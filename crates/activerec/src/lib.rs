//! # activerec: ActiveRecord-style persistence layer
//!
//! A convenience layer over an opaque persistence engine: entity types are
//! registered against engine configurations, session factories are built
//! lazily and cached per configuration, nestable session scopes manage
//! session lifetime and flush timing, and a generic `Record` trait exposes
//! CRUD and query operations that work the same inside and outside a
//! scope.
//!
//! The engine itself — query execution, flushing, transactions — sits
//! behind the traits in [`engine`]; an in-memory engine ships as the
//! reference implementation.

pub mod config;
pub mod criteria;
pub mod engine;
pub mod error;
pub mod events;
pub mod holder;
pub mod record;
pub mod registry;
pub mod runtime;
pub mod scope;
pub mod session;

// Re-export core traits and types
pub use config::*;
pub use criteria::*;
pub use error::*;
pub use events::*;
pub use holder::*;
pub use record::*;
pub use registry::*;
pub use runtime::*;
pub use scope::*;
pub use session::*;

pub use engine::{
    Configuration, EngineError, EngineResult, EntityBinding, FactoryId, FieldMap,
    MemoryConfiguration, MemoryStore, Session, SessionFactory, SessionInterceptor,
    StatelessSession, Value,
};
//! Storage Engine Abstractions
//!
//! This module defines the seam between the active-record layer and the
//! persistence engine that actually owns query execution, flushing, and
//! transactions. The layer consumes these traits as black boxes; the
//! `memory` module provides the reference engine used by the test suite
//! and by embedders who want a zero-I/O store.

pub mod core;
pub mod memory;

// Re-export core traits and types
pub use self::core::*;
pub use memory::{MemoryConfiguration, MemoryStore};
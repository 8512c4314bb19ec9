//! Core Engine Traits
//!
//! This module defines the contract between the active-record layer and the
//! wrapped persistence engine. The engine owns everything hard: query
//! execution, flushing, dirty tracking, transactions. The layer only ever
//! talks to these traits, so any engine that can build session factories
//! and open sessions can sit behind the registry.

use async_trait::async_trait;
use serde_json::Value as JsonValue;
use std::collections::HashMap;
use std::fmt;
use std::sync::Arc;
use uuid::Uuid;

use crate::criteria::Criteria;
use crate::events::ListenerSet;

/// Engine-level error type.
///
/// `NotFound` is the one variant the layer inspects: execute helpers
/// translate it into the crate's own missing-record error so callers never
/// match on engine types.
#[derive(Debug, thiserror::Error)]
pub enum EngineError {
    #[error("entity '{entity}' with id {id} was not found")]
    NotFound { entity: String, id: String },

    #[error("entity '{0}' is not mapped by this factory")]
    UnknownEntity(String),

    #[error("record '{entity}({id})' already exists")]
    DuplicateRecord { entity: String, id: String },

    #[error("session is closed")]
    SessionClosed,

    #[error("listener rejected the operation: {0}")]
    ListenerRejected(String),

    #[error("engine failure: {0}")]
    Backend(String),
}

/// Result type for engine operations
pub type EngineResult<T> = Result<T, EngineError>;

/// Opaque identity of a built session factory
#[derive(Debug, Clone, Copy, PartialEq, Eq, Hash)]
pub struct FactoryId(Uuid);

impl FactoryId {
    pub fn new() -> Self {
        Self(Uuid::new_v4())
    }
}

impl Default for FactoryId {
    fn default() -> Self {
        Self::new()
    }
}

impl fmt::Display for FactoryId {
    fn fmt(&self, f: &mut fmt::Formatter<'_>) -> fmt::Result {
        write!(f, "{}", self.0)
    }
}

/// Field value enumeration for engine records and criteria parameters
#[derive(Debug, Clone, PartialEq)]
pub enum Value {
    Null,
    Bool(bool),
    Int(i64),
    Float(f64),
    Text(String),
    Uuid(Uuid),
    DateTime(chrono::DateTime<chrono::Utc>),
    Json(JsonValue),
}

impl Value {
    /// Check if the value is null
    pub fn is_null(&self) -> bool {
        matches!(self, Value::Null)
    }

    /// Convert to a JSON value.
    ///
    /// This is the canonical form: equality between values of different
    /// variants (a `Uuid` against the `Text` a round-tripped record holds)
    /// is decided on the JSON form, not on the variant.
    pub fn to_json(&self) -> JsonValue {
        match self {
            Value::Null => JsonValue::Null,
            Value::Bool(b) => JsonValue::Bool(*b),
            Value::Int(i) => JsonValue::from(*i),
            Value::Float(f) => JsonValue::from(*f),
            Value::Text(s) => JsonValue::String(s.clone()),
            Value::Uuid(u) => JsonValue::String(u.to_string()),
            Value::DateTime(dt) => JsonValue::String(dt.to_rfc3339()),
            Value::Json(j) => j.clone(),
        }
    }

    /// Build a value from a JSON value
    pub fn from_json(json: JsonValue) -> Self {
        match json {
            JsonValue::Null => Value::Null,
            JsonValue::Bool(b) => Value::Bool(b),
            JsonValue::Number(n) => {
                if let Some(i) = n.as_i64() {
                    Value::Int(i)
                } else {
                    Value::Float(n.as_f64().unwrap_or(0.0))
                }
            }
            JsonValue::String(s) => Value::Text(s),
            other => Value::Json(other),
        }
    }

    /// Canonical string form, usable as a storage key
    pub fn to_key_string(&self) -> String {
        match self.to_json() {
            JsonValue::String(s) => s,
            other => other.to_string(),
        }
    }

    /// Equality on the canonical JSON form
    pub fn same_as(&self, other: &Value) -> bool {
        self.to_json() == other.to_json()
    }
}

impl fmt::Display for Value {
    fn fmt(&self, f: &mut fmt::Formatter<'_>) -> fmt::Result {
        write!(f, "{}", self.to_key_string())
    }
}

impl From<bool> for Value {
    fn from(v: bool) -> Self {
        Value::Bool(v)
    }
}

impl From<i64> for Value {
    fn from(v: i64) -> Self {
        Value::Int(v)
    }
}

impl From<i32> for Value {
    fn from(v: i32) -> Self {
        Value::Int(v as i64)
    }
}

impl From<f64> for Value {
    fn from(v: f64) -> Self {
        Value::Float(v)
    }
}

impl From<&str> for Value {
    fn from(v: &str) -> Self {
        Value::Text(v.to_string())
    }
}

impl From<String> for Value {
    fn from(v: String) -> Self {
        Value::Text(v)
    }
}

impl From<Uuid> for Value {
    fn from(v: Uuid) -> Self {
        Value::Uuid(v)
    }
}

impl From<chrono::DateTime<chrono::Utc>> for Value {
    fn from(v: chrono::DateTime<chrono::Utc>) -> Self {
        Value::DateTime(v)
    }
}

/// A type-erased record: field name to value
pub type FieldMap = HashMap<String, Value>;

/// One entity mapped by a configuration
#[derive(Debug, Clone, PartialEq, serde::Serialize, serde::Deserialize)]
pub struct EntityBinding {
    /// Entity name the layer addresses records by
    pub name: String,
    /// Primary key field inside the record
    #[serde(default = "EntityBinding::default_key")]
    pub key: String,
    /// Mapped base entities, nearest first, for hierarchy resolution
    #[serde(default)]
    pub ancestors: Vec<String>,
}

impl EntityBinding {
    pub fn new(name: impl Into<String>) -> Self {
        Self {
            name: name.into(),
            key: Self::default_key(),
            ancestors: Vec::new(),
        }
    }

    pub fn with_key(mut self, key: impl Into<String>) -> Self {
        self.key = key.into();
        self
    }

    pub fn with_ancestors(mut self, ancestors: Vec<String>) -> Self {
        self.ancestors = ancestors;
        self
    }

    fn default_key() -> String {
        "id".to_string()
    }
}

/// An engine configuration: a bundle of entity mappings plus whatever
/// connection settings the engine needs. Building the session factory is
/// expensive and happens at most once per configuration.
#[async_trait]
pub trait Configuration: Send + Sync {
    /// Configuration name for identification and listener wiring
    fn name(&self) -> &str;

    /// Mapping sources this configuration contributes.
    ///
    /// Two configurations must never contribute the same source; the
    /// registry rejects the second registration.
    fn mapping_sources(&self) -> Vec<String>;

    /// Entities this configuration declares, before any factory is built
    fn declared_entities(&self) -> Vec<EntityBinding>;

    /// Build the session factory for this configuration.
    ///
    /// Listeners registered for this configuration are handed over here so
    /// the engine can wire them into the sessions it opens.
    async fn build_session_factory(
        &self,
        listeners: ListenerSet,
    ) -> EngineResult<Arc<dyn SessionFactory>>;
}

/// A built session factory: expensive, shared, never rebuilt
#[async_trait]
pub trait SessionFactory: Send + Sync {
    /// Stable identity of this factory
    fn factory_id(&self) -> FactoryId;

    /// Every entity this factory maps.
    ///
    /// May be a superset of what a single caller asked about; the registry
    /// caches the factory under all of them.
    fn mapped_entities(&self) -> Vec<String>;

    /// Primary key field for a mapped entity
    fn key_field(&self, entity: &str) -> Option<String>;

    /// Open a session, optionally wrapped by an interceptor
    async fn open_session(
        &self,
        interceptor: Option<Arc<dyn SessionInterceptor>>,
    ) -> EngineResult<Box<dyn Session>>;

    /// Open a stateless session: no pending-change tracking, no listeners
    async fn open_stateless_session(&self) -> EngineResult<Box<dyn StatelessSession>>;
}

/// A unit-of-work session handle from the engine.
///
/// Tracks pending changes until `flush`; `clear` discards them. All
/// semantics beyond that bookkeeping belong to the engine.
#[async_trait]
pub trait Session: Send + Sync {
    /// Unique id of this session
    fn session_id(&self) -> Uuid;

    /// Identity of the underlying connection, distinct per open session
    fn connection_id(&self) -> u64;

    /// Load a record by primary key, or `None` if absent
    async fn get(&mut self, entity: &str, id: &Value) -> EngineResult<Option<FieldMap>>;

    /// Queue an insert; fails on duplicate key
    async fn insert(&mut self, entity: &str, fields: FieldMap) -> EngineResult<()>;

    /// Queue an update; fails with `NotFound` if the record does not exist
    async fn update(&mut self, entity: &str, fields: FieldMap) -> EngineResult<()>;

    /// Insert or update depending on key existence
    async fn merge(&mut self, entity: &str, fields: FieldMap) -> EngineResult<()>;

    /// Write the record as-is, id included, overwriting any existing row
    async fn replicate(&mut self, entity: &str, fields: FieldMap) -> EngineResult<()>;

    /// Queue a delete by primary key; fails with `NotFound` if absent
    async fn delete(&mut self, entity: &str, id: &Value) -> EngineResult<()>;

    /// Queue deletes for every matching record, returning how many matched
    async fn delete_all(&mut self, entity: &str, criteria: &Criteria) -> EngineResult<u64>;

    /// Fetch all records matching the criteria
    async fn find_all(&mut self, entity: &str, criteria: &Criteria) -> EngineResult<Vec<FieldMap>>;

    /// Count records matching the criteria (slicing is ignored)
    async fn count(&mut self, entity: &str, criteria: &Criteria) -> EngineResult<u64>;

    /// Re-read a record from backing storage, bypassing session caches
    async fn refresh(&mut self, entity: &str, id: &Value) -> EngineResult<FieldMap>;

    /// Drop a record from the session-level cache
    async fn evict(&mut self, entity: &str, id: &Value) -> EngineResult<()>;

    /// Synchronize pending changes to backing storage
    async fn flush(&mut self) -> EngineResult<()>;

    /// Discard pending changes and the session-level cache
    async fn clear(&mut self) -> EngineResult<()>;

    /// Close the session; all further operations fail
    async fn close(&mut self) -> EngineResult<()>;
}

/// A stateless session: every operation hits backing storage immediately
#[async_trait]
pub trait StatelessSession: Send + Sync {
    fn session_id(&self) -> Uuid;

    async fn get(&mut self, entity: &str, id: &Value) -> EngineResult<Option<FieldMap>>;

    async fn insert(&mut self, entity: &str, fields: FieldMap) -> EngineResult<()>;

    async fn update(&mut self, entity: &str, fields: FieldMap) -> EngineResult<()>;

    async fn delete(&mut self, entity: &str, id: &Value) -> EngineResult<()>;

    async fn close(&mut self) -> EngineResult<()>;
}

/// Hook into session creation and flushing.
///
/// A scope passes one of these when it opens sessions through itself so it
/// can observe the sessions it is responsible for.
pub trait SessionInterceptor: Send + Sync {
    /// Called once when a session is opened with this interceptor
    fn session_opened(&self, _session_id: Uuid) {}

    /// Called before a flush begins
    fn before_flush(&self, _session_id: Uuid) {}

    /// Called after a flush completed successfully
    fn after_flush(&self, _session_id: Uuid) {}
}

EXERCISE: Starting at the first line of the entries above, please extract each line up to and including the line with "pub use events::*;", unchanged, and add nothing.

TASK OUTPUT:
filename crates/activerec/src/lib.rs
//! # activerec: ActiveRecord-style persistence layer
//!
//! A convenience layer over an opaque persistence engine: entity types are
//! registered against engine configurations, session factories are built
//! lazily and cached per configuration, nestable session scopes manage
//! session lifetime and flush timing, and a generic `Record` trait exposes
//! CRUD and query operations that work the same inside and outside a
//! scope.
//!
//! The engine itself — query execution, flushing, transactions — sits
//! behind the traits in [`engine`]; an in-memory engine ships as the
//! reference implementation.

pub mod config;
pub mod criteria;
pub mod engine;
pub mod error;
pub mod events;
pub mod holder;
pub mod record;
pub mod registry;
pub mod runtime;
pub mod scope;
pub mod session;

// Re-export core traits and types
pub use config::*;
pub use criteria::*;
pub use error::*;
pub use events::*;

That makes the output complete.